Isadora was measuring her words very carefully. “Of course it is likely that anarchists provided the bomb, or at the very least, the materials for it,” she said. “But it seems possible that the motive was not political, in the sense of seeking a change in the entire system of government…”
“I assume you don’t have any specific evidence, or you would not hesitate to say.” He leaned forward a little. “But tell me what you suspect. I will take it as an observation, a suggestion only.”
She took a deep breath and let it out very slowly, giving herself time.
“There is a young man whose family I know moderately well. They are, socially, in an important position.”
With difficulty Pitt forced himself not to interrupt and urge her to reach the point. He found his hands clenching.
“His name is Alexander Duncannon. About four years ago,” she went on, “I don’t know the exact date; he had a bad riding accident. His back was injured and he took some time to recover. The injury still causes him considerable pain. But I think the most severe legacy of the event was an addiction to the opium he was given in hospital during the worst of it.” She was obviously finding it difficult to tell him, not for lack of understanding but because in a sense she was betraying what might have been perceived as a confidence, or at the best, information gained in an unspoken trust.
“He is still taking opium?” Pitt tried to make the narrative easier.
“I think so. He does not mention it, but I have seen him in differing moods, and with the anxiety and constant unease that accompanies such…addiction…”

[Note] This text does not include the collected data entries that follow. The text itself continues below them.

//! Lazy enumeration of whole-program assemblies in cost order.
//!
//! Each [`GroupQueue`] walks the choice lattice of one group: an assembly
//! picks one candidate per line, the seed picks the best of every line, and
//! popping an assembly offers its neighbours that advance exactly one line
//! by one candidate. [`MultiQueue`] merges the groups by peeking at each.

use crate::SearchGroup;
use rustc_hash::FxHashSet;
use std::cmp::{Ordering, Reverse};
use std::collections::BinaryHeap;

/// One whole-program choice.
#[derive(Clone, Debug, PartialEq)]
pub struct Assembly {
    /// Per-line texts joined with `\n`.
    pub code: String,
    pub cost: f64,
    /// Index of the group it came from.
    pub group: usize,
}

#[derive(Clone, Debug)]
struct Pending {
    cost: f64,
    choice: Box<[usize]>,
}

impl PartialEq for Pending {
    fn eq(&self, other: &Self) -> bool {
        self.cmp(other) == Ordering::Equal
    }
}

impl Eq for Pending {}

impl PartialOrd for Pending {
    fn partial_cmp(&self, other: &Self) -> Option<Ordering> {
        Some(self.cmp(other))
    }
}

impl Ord for Pending {
    fn cmp(&self, other: &Self) -> Ordering {
        self.cost
            .total_cmp(&other.cost)
            .then_with(|| self.choice.cmp(&other.choice))
    }
}

/// Cost-ordered enumerator over one group.
#[derive(Debug)]
pub struct GroupQueue {
    /// Per line, `(text, cost)` sorted by cost.
    lines: Vec<Vec<(String, f64)>>,
    heap: BinaryHeap<Reverse<Pending>>,
    visited: FxHashSet<Box<[usize]>>,
    base_cost: f64,
}

impl GroupQueue {
    pub fn new(group: &SearchGroup) -> Self {
        let lines: Vec<Vec<(String, f64)>> = group
            .lines
            .iter()
            .map(|line| {
                let mut line = line.clone();
                line.sort_by(|a, b| a.1.total_cmp(&b.1));
                line
            })
            .collect();

        let mut heap = BinaryHeap::new();
        let mut visited = FxHashSet::default();
        if lines.iter().all(|line| !line.is_empty()) {
            let seed: Box<[usize]> = vec![0; lines.len()].into_boxed_slice();
            let cost = lines.iter().map(|line| line[0].1).sum();
            visited.insert(seed.clone());
            heap.push(Reverse(Pending { cost, choice: seed }));
        }
        GroupQueue {
            lines,
            heap,
            visited,
            base_cost: group.cost,
        }
    }

    /// Number of distinct assemblies in the group.
    pub fn size(&self) -> usize {
        self.lines
            .iter()
            .fold(1usize, |acc, line| acc.saturating_mul(line.len()))
    }

    pub fn is_empty(&self) -> bool {
        self.heap.is_empty()
    }

    /// Cost of the next assembly, `None` once exhausted.
    pub fn peek_cost(&self) -> Option<f64> {
        self.heap.peek().map(|Reverse(p)| p.cost)
    }

    /// The scaffold cost this group was found at.
    pub fn base_cost(&self) -> f64 {
        self.base_cost
    }

    /// The cheapest remaining assembly as `(code, cost)`.
    pub fn pop(&mut self) -> Option<(String, f64)> {
        let Reverse(Pending { cost, choice }) = self.heap.pop()?;

        for line in 0..self.lines.len() {
            let next_idx = choice[line] + 1;
            let Some((_, next_cost)) = self.lines[line].get(next_idx) else {
                continue;
            };
            let mut next = choice.clone();
            next[line] = next_idx;
            if !self.visited.insert(next.clone()) {
                continue;
            }
            let delta = next_cost - self.lines[line][choice[line]].1;
            self.heap.push(Reverse(Pending {
                cost: cost + delta,
                choice: next,
            }));
        }

        let code = choice
            .iter()
            .zip(&self.lines)
            .map(|(&idx, line)| line[idx].0.as_str())
            .collect::<Vec<_>>()
            .join("\n");
        Some((code, cost))
    }
}

/// Cost-ordered enumerator across several groups.
#[derive(Debug)]
pub struct MultiQueue {
    queues: Vec<GroupQueue>,
    /// Rank groups by scaffold cost plus assembly cost.
    use_base_cost: bool,
}

impl MultiQueue {
    pub fn new(groups: &[SearchGroup]) -> Self {
        MultiQueue {
            queues: groups.iter().map(GroupQueue::new).collect(),
            use_base_cost: false,
        }
    }

    #[must_use]
    pub fn with_base_cost(mut self, use_base_cost: bool) -> Self {
        self.use_base_cost = use_base_cost;
        self
    }

    /// Total number of assemblies across all groups.
    pub fn size(&self) -> usize {
        self.queues
            .iter()
            .fold(0usize, |acc, q| acc.saturating_add(q.size()))
    }

    fn ranking_cost(&self, queue: &GroupQueue) -> Option<f64> {
        let cost = queue.peek_cost()?;
        Some(if self.use_base_cost {
            cost + queue.base_cost()
        } else {
            cost
        })
    }
}

impl Iterator for MultiQueue {
    type Item = Assembly;

    fn next(&mut self) -> Option<Assembly> {
        let mut best: Option<(usize, f64)> = None;
        for (idx, queue) in self.queues.iter().enumerate() {
            let Some(cost) = self.ranking_cost(queue) else {
                continue;
            };
            let better = match best {
                None => true,
                Some((_, best_cost)) => cost < best_cost,
            };
            if better {
                best = Some((idx, cost));
            }
        }

        let (group, _) = best?;
        let (code, cost) = self.queues[group].pop()?;
        tracing::trace!(group, cost, "assembly popped");
        Some(Assembly { code, cost, group })
    }
}
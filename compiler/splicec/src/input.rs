//! Candidate and indentation file formats.

use crate::commands::CliError;
use serde::Deserialize;

/// `{ "lines": [[["text", cost], ...], ...], "indent": [..] }`
#[derive(Debug, Deserialize, PartialEq)]
pub struct CandidateFile {
    pub lines: Vec<Vec<(String, f64)>>,
    #[serde(default)]
    pub indent: Option<Vec<u32>>,
}

impl CandidateFile {
    pub fn parse(text: &str, path: &str) -> Result<Self, CliError> {
        serde_json::from_str(text).map_err(|source| CliError::Json {
            path: path.to_string(),
            source,
        })
    }
}

/// Whitespace-separated indentation levels, one per program line.
pub fn parse_indent(text: &str) -> Result<Vec<u32>, CliError> {
    text.split_whitespace()
        .map(|word| {
            word.parse()
                .map_err(|_| CliError::BadIndent(word.to_string()))
        })
        .collect()
}
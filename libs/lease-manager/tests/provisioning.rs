//! End-to-end provisioning workflows over the in-memory store and the
//! recording fake provider.

use std::sync::Arc;

use async_trait::async_trait;
use chrono::NaiveDate;

use cirrus_lease_manager::config::ConsistencyMode;
use cirrus_lease_manager::error::LeaseError;
use cirrus_lease_manager::model::{ComputeNode, Flavor, Lease, LeaseKind, Network, Shape};
use cirrus_lease_manager::orchestrator::{FlavorRequest, LeaseManager, NetworkRequest, RentSpec};
use cirrus_lease_manager::provider::CloudProvider;
use cirrus_lease_manager::store::{bootstrap, Store, StoreError, StoreTx};
use cirrus_testing::{container_spec, harness, server_spec, test_catalog, FailureMode, FakeCloud, MemStore};

fn custom_flavor(name: &str) -> FlavorRequest {
    FlavorRequest {
        name: name.to_string(),
        shape: Some(Shape {
            vcpus: 2,
            ram_mb: 2048,
            disk_gb: 20,
        }),
    }
}

#[tokio::test]
async fn first_fit_fills_nodes_in_catalog_order() {
    let h = harness().await;

    // 2-vCPU requests against two 4-vCPU nodes: two fit on each.
    let mut placements = Vec::new();
    for name in ["s1", "s2", "s3", "s4"] {
        let mut spec = server_spec(name);
        spec.flavor = custom_flavor("c1.custom");
        let receipt = h.manager.rent(RentSpec::Server(spec)).await.unwrap();
        placements.push(receipt.lease.node_name);
    }
    assert_eq!(placements, ["node-a", "node-a", "node-b", "node-b"]);

    let mut spec = server_spec("s5");
    spec.flavor = custom_flavor("c1.custom");
    let err = h.manager.rent(RentSpec::Server(spec)).await.unwrap_err();
    assert!(matches!(err, LeaseError::InsufficientCapacity));
    assert_eq!(h.store.lease_count(), 4);
}

#[tokio::test]
async fn remaining_resources_reflect_server_usage() {
    let h = harness().await;

    h.manager
        .rent(RentSpec::Server(server_spec("s1")))
        .await
        .unwrap();

    let remaining = h.manager.remaining_resources().await.unwrap();
    assert_eq!(remaining.len(), 2);
    // m1.small is 1/2048/20 against a 4/8192/100 node.
    assert_eq!(remaining[0].name, "node-a");
    assert_eq!(
        remaining[0].remaining,
        Shape {
            vcpus: 3,
            ram_mb: 6144,
            disk_gb: 80,
        }
    );
    assert_eq!(remaining[1].remaining.vcpus, 4);
}

#[tokio::test]
async fn containers_rotate_nodes_and_skip_capacity_accounting() {
    let h = harness().await;

    let mut placements = Vec::new();
    for name in ["c1", "c2", "c3"] {
        let receipt = h
            .manager
            .rent(RentSpec::Container(container_spec(name)))
            .await
            .unwrap();
        assert_eq!(receipt.lease.kind, LeaseKind::Container);
        assert!(receipt.lease.container_ip.is_some());
        placements.push(receipt.lease.node_name);
    }
    assert_eq!(placements, ["node-a", "node-b", "node-a"]);

    // Container leases never count against node capacity.
    let remaining = h.manager.remaining_resources().await.unwrap();
    assert_eq!(remaining[0].remaining.vcpus, 4);
}

#[tokio::test]
async fn duplicate_name_is_rejected_across_kinds() {
    let h = harness().await;

    h.manager
        .rent(RentSpec::Server(server_spec("web01")))
        .await
        .unwrap();

    let err = h
        .manager
        .rent(RentSpec::Server(server_spec("web01")))
        .await
        .unwrap_err();
    assert!(matches!(err, LeaseError::DuplicateName(_)));

    // The name space is shared between servers and containers.
    let err = h
        .manager
        .rent(RentSpec::Container(container_spec("web01")))
        .await
        .unwrap_err();
    assert!(matches!(err, LeaseError::DuplicateName(_)));
}

#[tokio::test]
async fn container_names_must_be_alphanumeric() {
    let h = harness().await;

    let err = h
        .manager
        .rent(RentSpec::Container(container_spec("app-01")))
        .await
        .unwrap_err();
    assert!(matches!(err, LeaseError::InvalidName(_)));
    assert_eq!(h.store.lease_count(), 0);
    assert_eq!(h.cloud.calls("create_container"), 0);
}

#[tokio::test]
async fn keypair_returned_only_without_password() {
    let h = harness().await;

    let receipt = h
        .manager
        .rent(RentSpec::Server(server_spec("keyed")))
        .await
        .unwrap();
    let keypair = receipt.keypair.expect("keypair credential requested");
    assert_eq!(keypair.name, "keyed_keypair");
    assert!(!keypair.private_key.is_empty());
    assert!(receipt.lease.floating_ip.is_some());

    let mut spec = server_spec("passworded");
    spec.password = Some("s3cret".to_string());
    let receipt = h.manager.rent(RentSpec::Server(spec)).await.unwrap();
    assert!(receipt.keypair.is_none());
}

#[tokio::test]
async fn container_password_is_stored_hashed() {
    let h = harness().await;

    let receipt = h
        .manager
        .rent(RentSpec::Container(container_spec("app01")))
        .await
        .unwrap();
    let hash = receipt.lease.password_hash.expect("containers store a hash");
    assert_ne!(hash, "hunter2");
    assert_eq!(hash.len(), 64);
}

#[tokio::test]
async fn failed_rent_compensates_every_completed_step() {
    let h = harness().await;

    // Everything up to floating IP allocation succeeds, including an
    // isolated network materialized for this lease.
    let mut spec = server_spec("doomed");
    spec.network = Some(NetworkRequest {
        name: "isolated".to_string(),
        cidr: Some("10.9.0.0/24".to_string()),
    });
    h.cloud.fail_once("allocate_floating_ip", FailureMode::Hard);

    let err = h.manager.rent(RentSpec::Server(spec)).await.unwrap_err();
    assert!(matches!(err, LeaseError::ProvisioningFailed { .. }));

    // No ledger rows survive the rollback.
    assert_eq!(h.store.lease_count(), 0);
    assert!(!h.store.has_network("isolated"));
    assert!(!h.store.has_node_network("node-a", "isolated"));

    // Every provider create was matched by a delete.
    assert_eq!(h.cloud.live_servers(), 0);
    assert!(!h.cloud.has_network("node-a", "isolated"));
    assert_eq!(h.cloud.calls("create_server"), h.cloud.calls("delete_server"));
    assert_eq!(
        h.cloud.calls("create_network"),
        h.cloud.calls("delete_network")
    );
    assert_eq!(
        h.cloud.calls("attach_router_interface"),
        h.cloud.calls("detach_router_interface")
    );
}

#[tokio::test]
async fn transient_provider_outage_surfaces_as_unavailable() {
    let h = harness().await;

    h.cloud.fail_once("create_server", FailureMode::Transient);
    let err = h
        .manager
        .rent(RentSpec::Server(server_spec("s1")))
        .await
        .unwrap_err();
    assert!(matches!(err, LeaseError::ProviderUnavailable(_)));
    assert_eq!(h.store.lease_count(), 0);

    // The whole call can simply be retried.
    h.manager
        .rent(RentSpec::Server(server_spec("s1")))
        .await
        .unwrap();
}

#[tokio::test]
async fn new_flavor_requires_a_shape() {
    let h = harness().await;

    let mut spec = server_spec("s1");
    spec.flavor = FlavorRequest {
        name: "no-such-flavor".to_string(),
        shape: None,
    };
    let err = h.manager.rent(RentSpec::Server(spec)).await.unwrap_err();
    assert!(matches!(err, LeaseError::InvalidRequest(_)));
}

/// Store whose lease lookups lag behind commits, standing in for a second
/// process whose pre-check read an older snapshot.
struct LaggingReadStore {
    inner: Arc<MemStore>,
}

#[async_trait]
impl Store for LaggingReadStore {
    async fn begin(&self) -> Result<Box<dyn StoreTx>, StoreError> {
        self.inner.begin().await
    }

    async fn list_nodes(&self) -> Result<Vec<ComputeNode>, StoreError> {
        self.inner.list_nodes().await
    }

    async fn get_node(&self, name: &str) -> Result<Option<ComputeNode>, StoreError> {
        self.inner.get_node(name).await
    }

    async fn list_leases(&self) -> Result<Vec<Lease>, StoreError> {
        self.inner.list_leases().await
    }

    async fn find_lease(&self, _name: &str) -> Result<Option<Lease>, StoreError> {
        // The stale snapshot never shows the committed lease.
        Ok(None)
    }

    async fn find_flavor(&self, name: &str) -> Result<Option<Flavor>, StoreError> {
        self.inner.find_flavor(name).await
    }

    async fn server_usage_on_node(&self, node: &str) -> Result<Shape, StoreError> {
        self.inner.server_usage_on_node(node).await
    }

    async fn expired_leases(&self, before: NaiveDate) -> Result<Vec<Lease>, StoreError> {
        self.inner.expired_leases(before).await
    }

    async fn update_lease_end_date(&self, name: &str, end: NaiveDate) -> Result<(), StoreError> {
        self.inner.update_lease_end_date(name, end).await
    }

    async fn upsert_node(&self, node: &ComputeNode) -> Result<(), StoreError> {
        self.inner.upsert_node(node).await
    }

    async fn seed_flavor(&self, flavor: &Flavor, nodes: &[String]) -> Result<(), StoreError> {
        self.inner.seed_flavor(flavor, nodes).await
    }

    async fn seed_network(&self, network: &Network, nodes: &[String]) -> Result<(), StoreError> {
        self.inner.seed_network(network, nodes).await
    }
}

#[tokio::test]
async fn racing_duplicate_is_reported_as_duplicate_name_and_compensated() {
    let catalog = test_catalog();
    let mem = Arc::new(MemStore::new());
    bootstrap(mem.as_ref(), &catalog).await.unwrap();
    let store = Arc::new(LaggingReadStore {
        inner: Arc::clone(&mem),
    });
    let cloud = Arc::new(FakeCloud::new());
    let manager = LeaseManager::new(
        store as Arc<dyn Store>,
        Arc::clone(&cloud) as Arc<dyn CloudProvider>,
        &catalog,
        ConsistencyMode::Optimistic,
    );

    manager
        .rent(RentSpec::Server(server_spec("web01")))
        .await
        .unwrap();

    // The pre-check misses the first lease; the unique constraint on the
    // insert catches it, and the caller still sees a plain duplicate
    // rejection rather than a wrapped provisioning failure.
    let err = manager
        .rent(RentSpec::Server(server_spec("web01")))
        .await
        .unwrap_err();
    assert!(matches!(err, LeaseError::DuplicateName(_)));

    // The losing attempt's instance was compensated away.
    assert_eq!(mem.lease_count(), 1);
    assert_eq!(cloud.live_servers(), 1);
    assert_eq!(cloud.calls("create_server"), 2);
    assert_eq!(cloud.calls("delete_server"), 1);
}

#[tokio::test]
async fn new_network_requires_a_cidr() {
    let h = harness().await;

    let mut spec = server_spec("s1");
    spec.network = Some(NetworkRequest {
        name: "no-such-network".to_string(),
        cidr: None,
    });
    let err = h.manager.rent(RentSpec::Server(spec)).await.unwrap_err();
    assert!(matches!(err, LeaseError::InvalidRequest(_)));
    assert_eq!(h.cloud.calls("create_network"), 0);
}
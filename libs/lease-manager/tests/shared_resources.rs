//! Reference-counted lifecycle of shared flavors and networks.

use std::sync::Arc;

use cirrus_lease_manager::model::Shape;
use cirrus_lease_manager::orchestrator::{
    FlavorRequest, NetworkRequest, OwnershipProof, RentSpec,
};
use cirrus_lease_manager::provider::CloudProvider;
use cirrus_lease_manager::registrar::ResourceRegistrar;
use cirrus_testing::{container_spec, harness, server_spec, FailureMode};

fn on_net1(mut spec: cirrus_lease_manager::orchestrator::ServerRentSpec) -> RentSpec {
    spec.network = Some(NetworkRequest {
        name: "net1".to_string(),
        cidr: Some("10.1.0.0/24".to_string()),
    });
    RentSpec::Server(spec)
}

#[tokio::test]
async fn network_survives_until_last_referent_returns() {
    let h = harness().await;

    // Two servers share net1; both land on node-a, so the provider object
    // is materialized exactly once.
    h.manager.rent(on_net1(server_spec("s1"))).await.unwrap();
    h.manager.rent(on_net1(server_spec("s2"))).await.unwrap();
    assert_eq!(h.cloud.calls("create_network"), 1);
    assert!(h.cloud.has_router_interface("node-a", "net1_subnet"));

    h.manager
        .return_lease("s1", OwnershipProof::Verified)
        .await
        .unwrap();
    assert!(h.store.has_network("net1"));
    assert!(h.cloud.has_network("node-a", "net1"));
    assert_eq!(h.cloud.calls("delete_network"), 0);

    h.manager
        .return_lease("s2", OwnershipProof::Verified)
        .await
        .unwrap();
    assert!(!h.store.has_network("net1"));
    assert!(!h.store.has_node_network("node-a", "net1"));
    assert!(!h.cloud.has_network("node-a", "net1"));
    assert!(!h.cloud.has_router_interface("node-a", "net1_subnet"));
    assert_eq!(h.cloud.calls("delete_network"), 1);
    assert_eq!(h.cloud.calls("detach_router_interface"), 1);
}

#[tokio::test]
async fn release_tears_down_every_node_holding_the_network() {
    let h = harness().await;

    // Round-robin spreads the two containers across both nodes, so net1
    // is materialized on each.
    let mut c1 = container_spec("app1");
    c1.network = Some(NetworkRequest {
        name: "net1".to_string(),
        cidr: Some("10.1.0.0/24".to_string()),
    });
    let mut c2 = container_spec("app2");
    c2.network = Some(NetworkRequest {
        name: "net1".to_string(),
        cidr: None,
    });
    let r1 = h.manager.rent(RentSpec::Container(c1)).await.unwrap();
    let r2 = h.manager.rent(RentSpec::Container(c2)).await.unwrap();
    assert_ne!(r1.lease.node_name, r2.lease.node_name);
    assert_eq!(h.cloud.calls("create_network"), 2);

    let password = OwnershipProof::ContainerPassword("hunter2".to_string());
    h.manager.return_lease("app1", password.clone()).await.unwrap();
    assert!(h.store.has_network("net1"));

    h.manager.return_lease("app2", password).await.unwrap();
    assert!(!h.store.has_network("net1"));
    assert!(!h.cloud.has_network("node-a", "net1"));
    assert!(!h.cloud.has_network("node-b", "net1"));
    assert_eq!(h.cloud.calls("delete_network"), 2);
}

#[tokio::test]
async fn default_resources_are_never_torn_down() {
    let h = harness().await;

    // Default flavor, default network.
    h.manager
        .rent(RentSpec::Server(server_spec("s1")))
        .await
        .unwrap();
    h.manager
        .return_lease("s1", OwnershipProof::Verified)
        .await
        .unwrap();

    assert!(h.store.has_network("internal"));
    assert!(h.store.has_flavor("m1.small"));
    assert!(h.store.has_node_network("node-a", "internal"));
    assert_eq!(h.cloud.calls("delete_network"), 0);
    assert_eq!(h.cloud.calls("delete_flavor"), 0);
}

#[tokio::test]
async fn custom_flavor_is_reference_counted() {
    let h = harness().await;

    let mut s1 = server_spec("s1");
    s1.flavor = FlavorRequest {
        name: "c1.custom".to_string(),
        shape: Some(Shape {
            vcpus: 1,
            ram_mb: 1024,
            disk_gb: 10,
        }),
    };
    // The second lease reuses the flavor by name, no shape needed.
    let mut s2 = server_spec("s2");
    s2.flavor = FlavorRequest {
        name: "c1.custom".to_string(),
        shape: None,
    };

    h.manager.rent(RentSpec::Server(s1)).await.unwrap();
    h.manager.rent(RentSpec::Server(s2)).await.unwrap();
    // Both leases landed on node-a, one provider-side flavor.
    assert_eq!(h.cloud.calls("create_flavor"), 1);

    h.manager
        .return_lease("s1", OwnershipProof::Verified)
        .await
        .unwrap();
    assert!(h.store.has_flavor("c1.custom"));
    assert!(h.cloud.has_flavor("node-a", "c1.custom"));

    h.manager
        .return_lease("s2", OwnershipProof::Verified)
        .await
        .unwrap();
    assert!(!h.store.has_flavor("c1.custom"));
    assert!(!h.store.has_node_flavor("node-a", "c1.custom"));
    assert!(!h.cloud.has_flavor("node-a", "c1.custom"));
}

#[tokio::test]
async fn failed_teardown_keeps_the_join_row_for_retry() {
    let h = harness().await;

    let mut c1 = container_spec("app1");
    c1.network = Some(NetworkRequest {
        name: "net1".to_string(),
        cidr: Some("10.1.0.0/24".to_string()),
    });
    let mut c2 = container_spec("app2");
    c2.network = Some(NetworkRequest {
        name: "net1".to_string(),
        cidr: None,
    });
    h.manager.rent(RentSpec::Container(c1)).await.unwrap();
    h.manager.rent(RentSpec::Container(c2)).await.unwrap();

    // node-a's detach fails during the final release; node-b's succeeds.
    h.cloud
        .fail_once("detach_router_interface", FailureMode::Hard);
    let password = OwnershipProof::ContainerPassword("hunter2".to_string());
    h.manager.return_lease("app1", password.clone()).await.unwrap();
    h.manager.return_lease("app2", password).await.unwrap();

    // The network row and node-a's join row survive for a later retry.
    assert!(h.store.has_network("net1"));
    assert!(h.store.has_node_network("node-a", "net1"));
    assert!(!h.store.has_node_network("node-b", "net1"));
    assert!(h.cloud.has_network("node-a", "net1"));

    // A later release pass finishes the teardown.
    let registrar = ResourceRegistrar::new(
        Arc::clone(&h.cloud) as Arc<dyn CloudProvider>,
        "shared-router".to_string(),
    );
    registrar
        .release_network(h.store.as_ref(), "net1", "node-a")
        .await
        .unwrap();
    assert!(!h.store.has_network("net1"));
    assert!(!h.store.has_node_network("node-a", "net1"));
    assert!(!h.cloud.has_network("node-a", "net1"));
}

#[tokio::test]
async fn release_of_an_absent_resource_is_a_no_op() {
    let h = harness().await;

    let registrar = ResourceRegistrar::new(
        Arc::clone(&h.cloud) as Arc<dyn CloudProvider>,
        "shared-router".to_string(),
    );
    registrar
        .release_network(h.store.as_ref(), "never-existed", "node-a")
        .await
        .unwrap();
    registrar
        .release_flavor(h.store.as_ref(), "never-existed", "node-a")
        .await
        .unwrap();
}

#[tokio::test]
async fn mid_sequence_network_failure_leaves_no_provider_state() {
    let h = harness().await;

    h.cloud.fail_once("create_subnet", FailureMode::Hard);
    let err = h
        .manager
        .rent(on_net1(server_spec("s1")))
        .await
        .unwrap_err();
    assert!(matches!(
        err,
        cirrus_lease_manager::error::LeaseError::ProvisioningFailed { .. }
    ));

    assert!(!h.store.has_network("net1"));
    assert!(!h.cloud.has_network("node-a", "net1"));
    assert_eq!(h.store.lease_count(), 0);
}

“If it is for pain, then I presume his doctor prescribes it for him,” Pitt said, keeping his tone matter-of-fact.
Isadora shifted. “He did. But I am not sure that is still the case, or if it is, if it is in the amounts he wishes.”
Pitt was uncomfortably aware that Isadora’s story, like that of the police being lured to the Lancaster Gate house, seemed to center on opium.
“Are you afraid that he is buying opium himself, illegally?” he asked. It had not been made public that the raid had been intended to capture dealers in drugs. Did Isadora know somehow? Cornwallis could have told her; it was possible he had heard through a friend on the force or an old colleague, despite the fact that he was no longer assistant commissioner. “Does your husband know you have come to see me?” he asked.
She winced. “No. And he is not aware of Alexander’s…frailty. I prefer that it remains so. I have no obligation to act regarding opium. I can assume that it is legally prescribed and not inquire. He might feel that he could not.”
Pitt was puzzled. “But you came to tell me? I don’t understand.”
She was quick. “You seized on the opium when I mentioned it,” she said. “Did the bombing have something to do with opium?”
“Is that not why you mentioned Duncannon and his addiction in the first place?” he countered.
She smiled ruefully. “Don’t play with me, Mr. Pitt. I was well used to it with my brother, and with my first husband. I came to you, even though it is difficult for me, because Alexander is a charming, intelligent but unstable young man, who has a passionate hatred for the police. It amounts to an obsession, a crusade against them. He has made no secret of it, but I think many people assume it to be merely part of his rather eccentric style of living, perhaps an attempt to be accepted by the company he chooses to keep, possibly even as a rather desperate form of rebellion against his father, who is a wealthy and formidable man who once had high expectations of his only son.”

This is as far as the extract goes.